The appellant filed his writ of habeas corpus on April 22, 1982, which was denied by the trial court on May 5, 1982. His argument is that the rendition warrant of the Governor of this State, issued on February 19, 1982, was served on him on March 9, 1982; hence, with the thirty days time limit in the statute expiring at the latest on or about April 7, 1982, he should have been dismissed from custody. The trial court’s denial of his petition for habeas corpus therefore was erroneous.

The State argues that appellant was in custody on a fugitive warrant, T.C.A. § 40-1016 (1975), served on him on January 4, 1982. He chose not to waive extradition when he made an appearance in the General Sessions Court of Washington County on January 6, 1982. Counsel was appointed in the General Sessions Court with the same attorney reappointed for appellant in the Criminal Court of Washington County on January 18, 1982. On that date the appellant informed the court that he would continue to fight extradition. The rendition warrant issued on February 19, 1982, but was not served on appellant until March 9, 1982. On April 8, 1982, the appellant again informed the court that he was resisting extradition. When counsel then informed the court that a petition for habeas corpus would be filed, the trial court granted the appellant an additional two weeks to file his petition. The petition was filed on the last day of the two-week period. Summed up, while the State was negligent in not serving the rendition warrant more timely on the appellant, it is also obvious from the evidence that the appellant brought on most of the delay by informing the officials he was going to resist extradition and by not filing his petition for the writ until April 22, 1982. In short, both parties are at fault to some degree.

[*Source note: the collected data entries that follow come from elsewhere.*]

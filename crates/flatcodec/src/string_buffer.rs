//! Reusable string slot
//!
//! [`StringBuffer`] keeps a length-prefixed string at offset 0 of its own
//! backing buffer. Overwriting it with a string that still fits reuses the
//! allocation; the buffer only ever grows. Bytes left over from a longer
//! previous value stay in place but are never read, since the prefix bounds
//! every read.
//!
//! The embedded prefix uses the host byte order. [`write_string_buffer`]
//! copies the backing bytes verbatim, so a serialized buffer should only be
//! read back on a host with the same native order.

use tracing::trace;

use crate::composite::{encoded_len, read_length_prefix, read_string, write_bytes_ordered, write_string};
use crate::composite::{LENGTH_PREFIX_SIZE, MAX_PAYLOAD_LEN};
use crate::scalar::{read_i32, read_i32_ordered, write_i32_ordered};
use crate::{ByteOrder, CodecError, Result};

/// Byte buffer holding one length-prefixed UTF-8 string
#[derive(Debug, Clone, PartialEq, Eq)]
pub struct StringBuffer {
    buffer_size: i32,
    buffer: Vec<u8>,
}

impl StringBuffer {
    /// Capacity used when no positive size is requested
    pub const DEFAULT_BUFFER_SIZE: i32 = 128;

    /// Empty buffer with the default capacity
    pub fn new() -> Self {
        Self::with_capacity(Self::DEFAULT_BUFFER_SIZE)
    }

    /// Empty buffer preallocated to `buffer_size` bytes.
    ///
    /// Non-positive sizes fall back to [`Self::DEFAULT_BUFFER_SIZE`]; positive
    /// sizes are raised to at least the prefix size. A fresh buffer is
    /// zero-filled, so it reads back as the empty string.
    pub fn with_capacity(buffer_size: i32) -> Self {
        let buffer_size = if buffer_size > 0 {
            buffer_size.max(LENGTH_PREFIX_SIZE as i32)
        } else {
            Self::DEFAULT_BUFFER_SIZE
        };
        Self {
            buffer_size,
            buffer: vec![0; buffer_size as usize],
        }
    }

    /// Buffer sized exactly for `value` and its prefix.
    ///
    /// Fails with [`CodecError::PayloadTooLarge`] when the encoded form does
    /// not fit an `i32` size.
    pub fn from_string(value: &str) -> Result<Self> {
        let buffer_size = Self::required_size(value)?;
        let mut buffer = vec![0; buffer_size as usize];
        write_string(&mut buffer, 0, value)?;
        Ok(Self { buffer_size, buffer })
    }

    fn required_size(value: &str) -> Result<i32> {
        i32::try_from(encoded_len(value.len())).map_err(|_| CodecError::PayloadTooLarge {
            len: value.len(),
            max: MAX_PAYLOAD_LEN - LENGTH_PREFIX_SIZE,
        })
    }

    /// Replace the stored string.
    ///
    /// Allocates a new buffer of exactly the encoded size only when the
    /// current one is too small; otherwise overwrites in place.
    pub fn set_string(&mut self, value: &str) -> Result<()> {
        let required = Self::required_size(value)?;
        if self.buffer.len() < required as usize {
            trace!(from = self.buffer.len(), to = required, "growing string buffer");
            self.buffer_size = required;
            self.buffer = vec![0; required as usize];
        }
        write_string(&mut self.buffer, 0, value)?;
        Ok(())
    }

    /// Decode the stored string
    pub fn read_string(&self) -> Result<String> {
        read_string(&self.buffer, 0).map(|(value, _)| value)
    }

    /// Size of the backing buffer in bytes
    pub fn capacity(&self) -> usize {
        self.buffer.len()
    }

    /// Recorded buffer size, as carried on the wire
    pub fn buffer_size(&self) -> i32 {
        self.buffer_size
    }

    /// Raw backing bytes, prefix included
    pub fn as_bytes(&self) -> &[u8] {
        &self.buffer
    }
}

impl Default for StringBuffer {
    fn default() -> Self {
        Self::new()
    }
}

impl TryFrom<&str> for StringBuffer {
    type Error = CodecError;

    fn try_from(value: &str) -> Result<Self> {
        Self::from_string(value)
    }
}

impl TryFrom<&StringBuffer> for String {
    type Error = CodecError;

    fn try_from(value: &StringBuffer) -> Result<Self> {
        value.read_string()
    }
}

/// Write a string buffer in host byte order.
pub fn write_string_buffer(bytes: &mut [u8], offset: usize, value: &StringBuffer) -> Result<usize> {
    write_string_buffer_ordered(bytes, offset, value, ByteOrder::native())
}

/// Write a string buffer as its `i32` size followed by its backing bytes as
/// a length-prefixed byte array.
///
/// Returns `8 + capacity`.
pub fn write_string_buffer_ordered(
    bytes: &mut [u8],
    offset: usize,
    value: &StringBuffer,
    order: ByteOrder,
) -> Result<usize> {
    let mut cursor = offset;
    cursor += write_i32_ordered(bytes, cursor, value.buffer_size, order);
    cursor += write_bytes_ordered(bytes, cursor, &value.buffer, order)?;
    Ok(cursor - offset)
}

/// Read a string buffer in host byte order.
pub fn read_string_buffer(bytes: &[u8], offset: usize, value: &mut StringBuffer) -> Result<usize> {
    read_string_buffer_ordered(bytes, offset, value, ByteOrder::native())
}

/// Read a string buffer written by [`write_string_buffer_ordered`] into
/// `value`, reusing its allocation where possible.
///
/// The backing bytes are checked before `value` is touched: the recorded
/// size must equal the array length, and the embedded string prefix must lie
/// within the array. `value` is left unchanged on error.
pub fn read_string_buffer_ordered(
    bytes: &[u8],
    offset: usize,
    value: &mut StringBuffer,
    order: ByteOrder,
) -> Result<usize> {
    let mut cursor = offset;
    let (buffer_size, n) = read_i32_ordered(bytes, cursor, order);
    if buffer_size < 0 {
        return Err(CodecError::NegativeLength(buffer_size));
    }
    cursor += n;

    let (len, prefix) = read_length_prefix(bytes, cursor, order)?;
    cursor += prefix;
    let backing = &bytes[cursor..cursor + len];
    validate_backing(buffer_size, backing)?;
    cursor += len;

    value.buffer.clear();
    value.buffer.extend_from_slice(backing);
    value.buffer_size = buffer_size;
    Ok(cursor - offset)
}

/// Check that `backing` can serve as a string buffer of `buffer_size` bytes
fn validate_backing(buffer_size: i32, backing: &[u8]) -> Result<()> {
    if buffer_size as usize != backing.len() {
        return Err(CodecError::BufferSizeMismatch {
            recorded: buffer_size,
            actual: backing.len(),
        });
    }
    if backing.len() < LENGTH_PREFIX_SIZE {
        return Err(CodecError::BufferUnderflow {
            needed: LENGTH_PREFIX_SIZE,
            have: backing.len(),
        });
    }

    // embedded prefix is always host order
    let (inner, _) = read_i32(backing, 0);
    if inner < 0 {
        return Err(CodecError::NegativeLength(inner));
    }
    let needed = encoded_len(inner as usize);
    if needed > backing.len() {
        trace!(needed, have = backing.len(), "string buffer prefix past end of backing bytes");
        return Err(CodecError::BufferUnderflow {
            needed,
            have: backing.len(),
        });
    }
    Ok(())
}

The appellant would have us construe the statute as requiring that he be discharged since more than thirty days had elapsed from the “filing” of the rendition warrant.

The thrust of an extradition proceeding, however, is to allow the demanding state to retrieve violators of its laws who are found in the asylum state. The statutes in question, here 18 U.S.C. § 3182 in particular, “have not been construed narrowly and technically by the courts as if they were penal laws, but liberally, to affect their important purpose.” Biddinger v. Commissioner of the City of New York, 245 U.S. 128, 38 S.Ct. 41, 62 L.Ed. 193 (1917) (regarding the interpretation of “fugitive from justice”). Likewise, the evidence in proceedings of this kind should be liberally construed in favor of the demanding state. McLaughlin v. State, 512 S.W.2d 657 (Tenn.Cr.App.1974).

*240While we can go so far as to say that the purpose of 18 U.S.C. § 3182, is to prevent indefinite incarceration of a prisoner in an asylum state, we cannot attribute a mandatory meaning to that portion of 18 U.S.C. § 3182 in question: “If no such agent appears within thirty days from the time of arrest, the prisoner may be discharged.” (Emphasis supplied.) *

Regardless of whatever limitations 18 U.S.C. § 3182 may impose upon the incarceration of a fugitive by the asylum state, most of the delay in the instant case was attributable to the appellant’s stalling. Given this state of affairs, we find no error in the trial court’s dismissal of appellant’s petition. The judgment of the trial court is affirmed.

CORNELIUS and SCOTT, JJ., concur.

Appellant cites two Florida cases in support of his mandatory interpretation of “may” in 18 U.S.C. § 3182: Lewis v. Roberts, 372 So.2d 1180 (Fla.Dist.Ct.App.1979); Hill v. Roberts, 359 So.2d 911 (Fla.Dist.Ct.App.1978). Without much explanation of their own, those two cases rely on the reasoning of Prettyman v. Karnopp, 192 Neb. 451, 222 N.W.2d 362 (Neb.1978). Prettyman, supra, 222 N.W.2d at 365, however, states that the “may” in question “is clearly permissive, not mandatory.”